─── Records for processing

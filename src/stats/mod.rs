//! Statistics used to reduce raw timings into reported values
//!
//! Everything here is a pure function. The prober takes the median of its
//! round-trip times, the sampler takes a percentile of its samples, and the
//! orchestrator scores the final readings.

pub mod fallback;

#[cfg(test)]
mod comprehensive_tests;

pub use fallback::{distribution_sample, DistributionFallback, FallbackEstimator};

use crate::error::{AppError, Result};
use crate::models::{QualityCategory, QualityReport};
use std::time::Duration;

fn sorted(values: &[f64]) -> Vec<f64> {
    let mut sorted = values.to_vec();
    sorted.sort_by(|a, b| a.total_cmp(b));
    sorted
}

/// Middle value, or the mean of the two middle values for even lengths
pub fn median(values: &[f64]) -> Result<f64> {
    if values.is_empty() {
        return Err(AppError::statistics("Cannot take the median of an empty sample set"));
    }

    let sorted = sorted(values);
    let mid = sorted.len() / 2;
    if sorted.len() % 2 == 0 {
        Ok((sorted[mid - 1] + sorted[mid]) / 2.0)
    } else {
        Ok(sorted[mid])
    }
}

/// Mean after dropping the lowest and highest value. Sets of three or fewer
/// values are averaged as-is.
pub fn trimmed_mean(values: &[f64]) -> Result<f64> {
    if values.is_empty() {
        return Err(AppError::statistics("Cannot take the trimmed mean of an empty sample set"));
    }

    let sorted = sorted(values);
    let kept = if sorted.len() > 3 { &sorted[1..sorted.len() - 1] } else { &sorted[..] };
    Ok(kept.iter().sum::<f64>() / kept.len() as f64)
}

/// Nearest-rank percentile: `sorted[floor(len * p)]`, index clamped to the
/// valid range. `p` is a fraction, `0.75` for the 75th percentile.
pub fn percentile(values: &[f64], p: f64) -> Result<f64> {
    if values.is_empty() {
        return Err(AppError::statistics("Cannot take a percentile of an empty sample set"));
    }
    if p.is_nan() {
        return Err(AppError::statistics("Percentile rank cannot be NaN"));
    }

    let sorted = sorted(values);
    let rank = (sorted.len() as f64 * p).floor();
    let index = rank.clamp(0.0, (sorted.len() - 1) as f64) as usize;
    Ok(sorted[index])
}

/// Transfer rate in megabits per second. `None` for a zero-length interval.
pub fn megabits_per_second(bytes: u64, elapsed: Duration) -> Option<f64> {
    let seconds = elapsed.as_secs_f64();
    if seconds <= 0.0 {
        return None;
    }

    let mbps = (bytes as f64 * 8.0) / seconds / 1_000_000.0;
    mbps.is_finite().then_some(mbps)
}

/// Map anything that is not a finite, non-negative number to zero
pub fn sanitize(value: f64) -> f64 {
    if value.is_finite() && value >= 0.0 {
        value
    } else {
        0.0
    }
}

fn unit_interval(value: f64) -> f64 {
    if value.is_finite() {
        value.clamp(0.0, 1.0)
    } else {
        0.0
    }
}

/// Weighted 0-100 score from ping (ms), download (Mbps) and upload (Mbps)
///
/// Ping contributes 40% (200 ms or worse scores zero), download 40%
/// (saturating at 200 Mbps) and upload 20% (saturating at 100 Mbps).
/// A non-finite component contributes nothing.
pub fn estimate_connection_quality(ping: f64, download: f64, upload: f64) -> QualityReport {
    let ping_score = unit_interval((200.0 - ping) / 200.0);
    let download_score = unit_interval(download / 200.0);
    let upload_score = unit_interval(upload / 100.0);

    let weighted = ping_score * 0.4 + download_score * 0.4 + upload_score * 0.2;
    let score = (weighted * 100.0).round().clamp(0.0, 100.0) as u8;

    QualityReport {
        score,
        quality: QualityCategory::from_score(score),
    }
}
impl Logger {
    /// Create a new logger
    pub fn new(name: String) -> Self {
        Self {
            min_level: LogLevel::Info,
            use_color: true,
            include_location: false,
            format: LogFormat::Console,
            name,
            context: Arc::new(RwLock::new(LogContext::default())),
        }
    }

    /// Create a logger whose level and format follow the verbosity flags
    pub fn with_config(name: String, config: &Config) -> Self {
        let min_level = if config.debug {
            LogLevel::Debug
        } else if config.verbose {
            LogLevel::Info
        } else {
            LogLevel::Warn
        };

        Self {
            min_level,
            use_color: config.enable_color,
            include_location: config.debug,
            format: if config.debug { LogFormat::Json } else { LogFormat::Console },
            name,
            context: Arc::new(RwLock::new(LogContext::default())),
        }
    }

    pub fn set_level(&mut self, level: LogLevel) {
        self.min_level = level;
    }

    pub fn set_format(&mut self, format: LogFormat) {
        self.format = format;
    }

    pub fn set_color(&mut self, use_color: bool) {
        self.use_color = use_color;
    }

    pub fn name(&self) -> &str {
        &self.name
    }

    /// Set session correlation ID
    pub async fn set_session_id(&self, session_id: String) {
        let mut context = self.context.write().await;
        context.session_id = Some(session_id);
    }

    /// Add context field for all subsequent log entries
    pub async fn add_context_field<T: Serialize>(&self, key: String, value: T) {
        if let Ok(json_value) = serde_json::to_value(value) {
            let mut context = self.context.write().await;
            context.context_fields.insert(key, json_value);
        }
    }

    /// Start a correlated operation
    pub async fn start_operation(&self, operation_name: &str) -> String {
        let correlation_id = Uuid::new_v4().to_string();
        {
            let mut context = self.context.write().await;
            context.current_correlation_id = Some(correlation_id.clone());
        }

        self.debug(&format!("Started operation: {}", operation_name))
            .correlation_id(&correlation_id)
            .field("operation", operation_name)
            .field("operation_type", "start")
            .log()
            .await;

        correlation_id
    }

    /// End a correlated operation
    pub async fn end_operation(&self, correlation_id: &str, operation_name: &str, success: bool) {
        self.debug(&format!("Completed operation: {} (success: {})", operation_name, success))
            .correlation_id(correlation_id)
            .field("operation", operation_name)
            .field("operation_type", "end")
            .field("success", success)
            .log()
            .await;

        let mut context = self.context.write().await;
        if context.current_correlation_id.as_deref() == Some(correlation_id) {
            context.current_correlation_id = None;
        }
    }

    /// Create a log entry builder
    pub fn log(&self, level: LogLevel, message: &str) -> LogEntryBuilder<'_> {
        LogEntryBuilder::new(self, level, message.to_string())
    }

    pub fn trace(&self, message: &str) -> LogEntryBuilder<'_> {
        self.log(LogLevel::Trace, message)
    }

    pub fn debug(&self, message: &str) -> LogEntryBuilder<'_> {
        self.log(LogLevel::Debug, message)
    }

    pub fn info(&self, message: &str) -> LogEntryBuilder<'_> {
        self.log(LogLevel::Info, message)
    }

    pub fn warn(&self, message: &str) -> LogEntryBuilder<'_> {
        self.log(LogLevel::Warn, message)
    }

    pub fn error(&self, message: &str) -> LogEntryBuilder<'_> {
        self.log(LogLevel::Error, message)
    }

    /// Check if a log level would be output
    pub fn would_log(&self, level: LogLevel) -> bool {
        level >= self.min_level
    }

    async fn write_entry(&self, mut entry: LogEntry) {
        if !self.would_log(entry.level) {
            return;
        }

        let context = self.context.read().await;
        if let Some(session_id) = &context.session_id {
            entry.fields.insert("session_id".to_string(), serde_json::Value::String(session_id.clone()));
        }
        if entry.correlation_id.is_none() {
            entry.correlation_id = context.current_correlation_id.clone();
        }
        for (key, value) in &context.context_fields {
            entry.fields.entry(key.clone()).or_insert_with(|| value.clone());
        }
        drop(context);

        let output = match self.format {
            LogFormat::Console => self.format_console(&entry),
            LogFormat::Json => self.format_json(&entry),
            LogFormat::Compact => self.format_compact(&entry),
        };

        // Warnings and errors go to stderr so library consumers can keep stdout clean
        if entry.level >= LogLevel::Warn {
            let _ = writeln!(io::stderr(), "{}", output);
        } else {
            let _ = writeln!(io::stdout(), "{}", output);
        }
    }

    fn format_console(&self, entry: &LogEntry) -> String {
        let timestamp = entry.timestamp.format("%Y-%m-%d %H:%M:%S%.3f");

        let formatted_level = if self.use_color {
            entry.level.colored_tag()
        } else {
            format!("{:>5}", entry.level.as_str())
        };

        let mut output = format!("{} {} [{}] {}", timestamp, formatted_level, entry.logger, entry.message);

        if let Some(correlation_id) = &entry.correlation_id {
            let short: String = correlation_id.chars().take(8).collect();
            output.push_str(&format!(" [{}]", short));
        }

        if !entry.fields.is_empty() {
            let mut fields: Vec<String> = entry.fields.iter().map(|(k, v)| format!("{}={}", k, v)).collect();
            fields.sort();
            output.push_str(&format!(" {{{}}}", fields.join(", ")));
        }

        if self.include_location {
            if let Some(location) = &entry.location {
                output.push_str(&format!(" @ {}:{}", location.file, location.line));
            }
        }

        output
    }

    fn format_json(&self, entry: &LogEntry) -> String {
        match serde_json::to_string(entry) {
            Ok(json) => json,
            Err(_) => serde_json::json!({
                "error": "Failed to serialize log entry",
                "message": entry.message,
            })
            .to_string(),
        }
    }

    fn format_compact(&self, entry: &LogEntry) -> String {
        let timestamp = entry.timestamp.format("%H:%M:%S");
        format!(
            "{} {} {}: {}",
            timestamp,
            entry.level.as_str().chars().next().unwrap_or('?'),
            entry.logger,
            entry.message
        )
    }
}

/// Builder pattern for creating log entries
pub struct LogEntryBuilder<'a> {
    logger: &'a Logger,
    entry: LogEntry,
}

impl<'a> LogEntryBuilder<'a> {
    fn new(logger: &'a Logger, level: LogLevel, message: String) -> Self {
        Self {
            logger,
            entry: LogEntry {
                timestamp: Utc::now(),
                level,
                message,
                logger: logger.name.clone(),
                correlation_id: None,
                fields: HashMap::new(),
                location: None,
            },
        }
    }

    pub fn correlation_id(mut self, id: &str) -> Self {
        self.entry.correlation_id = Some(id.to_string());
        self
    }

    /// Add a structured field
    pub fn field<T: Serialize>(mut self, key: &str, value: T) -> Self {
        if let Ok(json_value) = serde_json::to_value(value) {
            self.entry.fields.insert(key.to_string(), json_value);
        }
        self
    }

    pub fn location(mut self, file: &str, line: u32, module: Option<&str>) -> Self {
        self.entry.location = Some(LogLocation {
            file: file.to_string(),
            line,
            module: module.map(String::from),
        });
        self
    }

    /// Attach the fields of one throughput sample
    pub fn sample(self, sample: &Sample) -> Self {
        self.field("sample_time_s", sample.time)
            .field("sample_mbps", sample.value)
            .field("sample_origin", sample.origin)
    }

    pub fn error_info(self, error: &AppError) -> Self {
        self.field("error_category", error.category())
            .field("error_recoverable", error.is_recoverable())
            .field("error", error.to_string())
    }

    /// Finalize and write the log entry
    pub async fn log(self) {
        self.logger.write_entry(self.entry).await;
    }
}

/// Logger for measurement events: probes, transfers, fallbacks and stages
#[derive(Debug, Clone)]
pub struct MeasurementLogger {
    logger: Logger,
}
//! Throughput sampling
//!
//! A run repeats timed transfers until its time budget is spent or too many
//! transfers have failed. Downloads are timed in fixed windows while the body
//! streams in; uploads are timed per batch of concurrent POSTs. Each accepted
//! speed becomes a measured [`Sample`]. At the end the measured samples are
//! reduced to one value with a high percentile; a run with too few real
//! samples reports a value drawn from the fallback distribution instead, and
//! says so.

pub mod control;
mod download;
pub mod selection;
mod upload;

pub use control::{CancelHandle, RunStatus, ThroughputController};
pub use selection::{RandomSelector, RoundRobinSelector, Selector};

use crate::{
    client::Transport,
    error::Result,
    logging::MeasurementLogger,
    models::{Direction, MeasurementSource, Reading, Sample, SampleOrigin, ThroughputConfig},
    stats::{self, DistributionFallback, FallbackEstimator},
};
use bytes::Bytes;
use rand::Rng;
use std::sync::Arc;
use std::time::Duration;
use tokio::time::{sleep_until, Instant};

pub type SpeedCallback = Arc<dyn Fn(f64) + Send + Sync>;
pub type DataPointCallback = Arc<dyn Fn(&Sample) + Send + Sync>;

/// Observers of a running measurement. All are optional.
///
/// Callbacks run on the sampler task and must not block.
#[derive(Clone, Default)]
pub struct ThroughputCallbacks {
    on_speed: Option<SpeedCallback>,
    on_progress: Option<SpeedCallback>,
    on_data_point: Option<DataPointCallback>,
    on_complete: Option<SpeedCallback>,
}

impl ThroughputCallbacks {
    pub fn new() -> Self {
        Self::default()
    }

    /// Live speed in Mbps, after every sample
    pub fn on_speed(mut self, callback: impl Fn(f64) + Send + Sync + 'static) -> Self {
        self.on_speed = Some(Arc::new(callback));
        self
    }

    /// Progress in percent, never decreasing
    pub fn on_progress(mut self, callback: impl Fn(f64) + Send + Sync + 'static) -> Self {
        self.on_progress = Some(Arc::new(callback));
        self
    }

    /// Every chart point, measured or synthetic
    pub fn on_data_point(mut self, callback: impl Fn(&Sample) + Send + Sync + 'static) -> Self {
        self.on_data_point = Some(Arc::new(callback));
        self
    }

    /// Final value, at most once per run
    pub fn on_complete(mut self, callback: impl Fn(f64) + Send + Sync + 'static) -> Self {
        self.on_complete = Some(Arc::new(callback));
        self
    }
}

impl std::fmt::Debug for ThroughputCallbacks {
    fn fmt(&self, f: &mut std::fmt::Formatter<'_>) -> std::fmt::Result {
        f.debug_struct("ThroughputCallbacks")
            .field("on_speed", &self.on_speed.is_some())
            .field("on_progress", &self.on_progress.is_some())
            .field("on_data_point", &self.on_data_point.is_some())
            .field("on_complete", &self.on_complete.is_some())
            .finish()
    }
}

/// Delivers callbacks unless the run has been cancelled
pub(crate) struct Emitter {
    callbacks: ThroughputCallbacks,
    handle: CancelHandle,
}

impl Emitter {
    fn new(callbacks: ThroughputCallbacks, handle: CancelHandle) -> Self {
        Self { callbacks, handle }
    }

    fn live(&self) -> bool {
        !self.handle.is_cancelled()
    }

    fn speed(&self, mbps: f64) {
        if let (true, Some(callback)) = (self.live(), &self.callbacks.on_speed) {
            callback(mbps);
        }
    }

    fn progress(&self, percent: f64) {
        if let (true, Some(callback)) = (self.live(), &self.callbacks.on_progress) {
            callback(percent);
        }
    }

    fn data_point(&self, sample: &Sample) {
        if let (true, Some(callback)) = (self.live(), &self.callbacks.on_data_point) {
            callback(sample);
        }
    }

    fn complete(&self, mbps: f64) {
        if let (true, Some(callback)) = (self.live(), &self.callbacks.on_complete) {
            callback(mbps);
        }
    }
}

/// Mutable state of one run
pub(crate) struct RunState {
    started: Instant,
    samples: Vec<Sample>,
    measured: Vec<f64>,
    failed_attempts: u32,
    last_good_speed: Option<f64>,
    progress: f64,
}

impl RunState {
    fn new(started: Instant) -> Self {
        Self {
            started,
            samples: Vec::new(),
            measured: Vec::new(),
            failed_attempts: 0,
            last_good_speed: None,
            progress: 0.0,
        }
    }

    /// Seconds since start, never earlier than the last emitted sample
    fn sample_time(&self, now: Instant) -> f64 {
        let elapsed = now.saturating_duration_since(self.started).as_secs_f64();
        match self.samples.last() {
            Some(last) => elapsed.max(last.time),
            None => elapsed,
        }
    }

    /// Record a live speed. Returns `false` when it fails the sanity band.
    pub(crate) fn record_speed(
        &mut self,
        mbps: f64,
        now: Instant,
        config: &ThroughputConfig,
        emitter: &Emitter,
    ) -> bool {
        if !config.accepts_speed(mbps) {
            return false;
        }

        let sample = Sample::measured(self.sample_time(now), mbps);
        self.samples.push(sample);
        self.measured.push(mbps);
        self.last_good_speed = Some(mbps);

        emitter.speed(mbps);
        emitter.data_point(&sample);
        self.update_progress(now, config.duration(), emitter);
        true
    }

    /// Count a failed transfer and keep the chart moving with a degraded point
    pub(crate) fn record_failure(&mut self, now: Instant, config: &ThroughputConfig, emitter: &Emitter) {
        self.failed_attempts += 1;

        if let Some(last) = self.last_good_speed {
            let value = stats::sanitize(last * config.degraded_factor);
            let sample = Sample::new(self.sample_time(now), value, SampleOrigin::Degraded);
            self.samples.push(sample);

            emitter.speed(value);
            emitter.data_point(&sample);
        }
    }

    fn update_progress(&mut self, now: Instant, duration: Duration, emitter: &Emitter) -> f64 {
        let elapsed = now.saturating_duration_since(self.started).as_secs_f64();
        let percent = (elapsed / duration.as_secs_f64() * 100.0).min(100.0);

        self.progress = self.progress.max(percent);
        emitter.progress(self.progress);
        self.progress
    }
}

/// Final result of a completed run
#[derive(Debug, Clone)]
pub struct ThroughputOutcome {
    pub direction: Direction,
    /// Reported speed in Mbps; always finite and non-negative
    pub value: f64,
    pub source: MeasurementSource,
    /// Every sample in emission order, including synthetic ones
    pub samples: Vec<Sample>,
    pub measured_samples: usize,
    pub failed_attempts: u32,
    pub elapsed: Duration,
}

impl ThroughputOutcome {
    pub fn reading(&self) -> Reading {
        Reading {
            value: self.value,
            source: self.source,
        }
    }

    pub fn is_synthetic(&self) -> bool {
        self.source == MeasurementSource::Synthetic
    }
}

/// A configured throughput run, ready to start
pub struct ThroughputTest {
    direction: Direction,
    transport: Arc<dyn Transport>,
    config: Arc<ThroughputConfig>,
    selector: Arc<dyn Selector>,
    fallback: Arc<dyn FallbackEstimator>,
    logger: Option<MeasurementLogger>,
    payloads: Arc<Vec<Bytes>>,
}

impl ThroughputTest {
    /// Validate the configuration and prepare the upload payload pool
    pub fn new(direction: Direction, transport: Arc<dyn Transport>, config: ThroughputConfig) -> Result<Self> {
        config.validate(direction)?;

        let payloads = match direction {
            Direction::Upload => generate_payloads(&config.payload_sizes),
            Direction::Download => Vec::new(),
        };

        Ok(Self {
            direction,
            transport,
            config: Arc::new(config),
            selector: Arc::new(RandomSelector),
            fallback: Arc::new(DistributionFallback),
            logger: None,
            payloads: Arc::new(payloads),
        })
    }

    pub fn with_selector(mut self, selector: Arc<dyn Selector>) -> Self {
        self.selector = selector;
        self
    }

    pub fn with_fallback(mut self, fallback: Arc<dyn FallbackEstimator>) -> Self {
        self.fallback = fallback;
        self
    }

    pub fn with_logger(mut self, logger: MeasurementLogger) -> Self {
        self.logger = Some(logger);
        self
    }

    pub fn direction(&self) -> Direction {
        self.direction
    }

    pub fn config(&self) -> &ThroughputConfig {
        &self.config
    }

    /// Spawn the run on the current tokio runtime
    pub fn start(self, callbacks: ThroughputCallbacks) -> ThroughputController {
        let handle = CancelHandle::new();
        let emitter = Emitter::new(callbacks, handle.clone());
        let task_handle = handle.clone();

        let task = tokio::spawn(async move { self.execute(emitter, task_handle).await });
        ThroughputController::new(handle, task)
    }

    async fn execute(self, emitter: Emitter, handle: CancelHandle) -> Option<ThroughputOutcome> {
        let correlation_id = match &self.logger {
            Some(logger) => Some(logger.logger().start_operation(&format!("{}_test", self.direction.as_str())).await),
            None => None,
        };

        let cancel = handle.token().clone();
        let started = Instant::now();
        let deadline = started + self.config.duration();
        let mut state = RunState::new(started);

        loop {
            let progress = state.update_progress(Instant::now(), self.config.duration(), &emitter);
            if progress >= 100.0 || state.failed_attempts >= self.config.max_failed_attempts {
                break;
            }

            let transfer = async {
                match self.direction {
                    Direction::Download => download::run_transfer(&self, &mut state, &emitter, deadline).await,
                    Direction::Upload => upload::run_batch(&self, &mut state, &emitter, deadline).await,
                }
            };

            tokio::select! {
                biased;
                _ = cancel.cancelled() => break,
                _ = transfer => {}
            }

            if state.failed_attempts >= self.config.max_failed_attempts {
                if let Some(logger) = &self.logger {
                    crate::log_info!(
                        logger.logger(),
                        "{} run stopped after {} failed transfers",
                        self.direction,
                        state.failed_attempts
                    );
                }
                break;
            }

            let resume = (Instant::now() + self.config.pause()).min(deadline);
            tokio::select! {
                biased;
                _ = cancel.cancelled() => break,
                _ = sleep_until(resume) => {}
            }
        }

        if !handle.begin_completing() {
            self.finish_operation(correlation_id, false).await;
            return None;
        }

        let outcome = self.complete(state, &emitter).await;
        handle.mark_done();
        self.finish_operation(correlation_id, true).await;

        Some(outcome)
    }

    /// Reduce the run to one value and emit the completion callback
    async fn complete(&self, mut state: RunState, emitter: &Emitter) -> ThroughputOutcome {
        let now = Instant::now();
        let elapsed = now.saturating_duration_since(state.started);

        let aggregate = if state.measured.len() >= self.config.min_real_samples {
            stats::percentile(&state.measured, self.config.aggregate_percentile).ok()
        } else {
            None
        };

        let (value, source) = match aggregate {
            Some(value) => {
                if let Some(logger) = &self.logger {
                    logger
                        .log_aggregate(self.direction, value, state.measured.len(), state.failed_attempts)
                        .await;
                }
                (value, MeasurementSource::Measured)
            }
            None => {
                let value = self.synthesize(&state).await;
                self.backfill(&mut state, value, now, emitter);
                (value, MeasurementSource::Synthetic)
            }
        };

        let value = stats::sanitize(value);
        emitter.progress(100.0);
        emitter.complete(value);

        ThroughputOutcome {
            direction: self.direction,
            value,
            source,
            measured_samples: state.measured.len(),
            failed_attempts: state.failed_attempts,
            samples: state.samples,
            elapsed,
        }
    }

    async fn synthesize(&self, state: &RunState) -> f64 {
        let reason = format!(
            "{} real samples (need {}), {} failed transfers",
            state.measured.len(),
            self.config.min_real_samples,
            state.failed_attempts
        );

        let value = match self.fallback.estimate(&self.config.fallback_buckets) {
            Ok(value) => stats::sanitize(value),
            Err(e) => {
                if let Some(logger) = &self.logger {
                    crate::log_error!(logger.logger(), "{} fallback estimate failed: {}", self.direction, e);
                }
                self.config.fallback_buckets.first().map_or(0.0, |bucket| bucket.min)
            }
        };

        if let Some(logger) = &self.logger {
            logger.log_fallback(self.direction.as_str(), value, &reason).await;
        }

        value
    }

    /// Emit evenly spaced synthetic points from the last sample to now
    fn backfill(&self, state: &mut RunState, value: f64, now: Instant, emitter: &Emitter) {
        let points = self.config.backfill_points.max(1);
        let from = state.samples.last().map_or(0.0, |sample| sample.time);
        let to = state.sample_time(now);

        for index in 1..=points {
            let time = from + (to - from) * index as f64 / points as f64;
            let sample = Sample::new(time, stats::sanitize(self.fallback.vary(value)), SampleOrigin::Backfill);
            state.samples.push(sample);
            emitter.data_point(&sample);
        }
    }

    fn pick_endpoint(&self) -> &str {
        let index = self.selector.pick(self.config.endpoints.len());
        self.config.endpoints.get(index).or_else(|| self.config.endpoints.first()).map_or("", String::as_str)
    }

    fn pick_payload(&self) -> Bytes {
        let index = self.selector.pick(self.payloads.len());
        self.payloads.get(index).cloned().unwrap_or_default()
    }

    async fn finish_operation(&self, correlation_id: Option<String>, success: bool) {
        if let (Some(logger), Some(id)) = (&self.logger, correlation_id) {
            logger
                .logger()
                .end_operation(&id, &format!("{}_test", self.direction.as_str()), success)
                .await;
        }
    }
}

/// Random bytes so compressing middleboxes cannot shrink the transfer
fn generate_payloads(sizes: &[usize]) -> Vec<Bytes> {
    let mut rng = rand::thread_rng();
    sizes
        .iter()
        .map(|&size| {
            let mut buffer = vec![0u8; size];
            rng.fill(&mut buffer[..]);
            Bytes::from(buffer)
        })
        .collect()
}

/// Validate, start and return the controller of a throughput run
pub fn run_throughput_test(
    direction: Direction,
    transport: Arc<dyn Transport>,
    config: ThroughputConfig,
    callbacks: ThroughputCallbacks,
) -> Result<ThroughputController> {
    Ok(ThroughputTest::new(direction, transport, config)?.start(callbacks))
}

──────

■ About this exercise: All that is wanted is a faithful reproduction of the line above with "pub fn config(&self)", the line with "let task = tokio::spawn(async", and every line in between.

■ Output of the exercise:
    pub fn config(&self) -> &ThroughputConfig {
        &self.config
    }

    /// Spawn the run on the current tokio runtime
    pub fn start(self, callbacks: ThroughputCallbacks) -> ThroughputController {
        let handle = CancelHandle::new();
        let emitter = Emitter::new(callbacks, handle.clone());
        let task_handle = handle.clone();

        let task = tokio::spawn(async move { self.execute(emitter, task_handle).await });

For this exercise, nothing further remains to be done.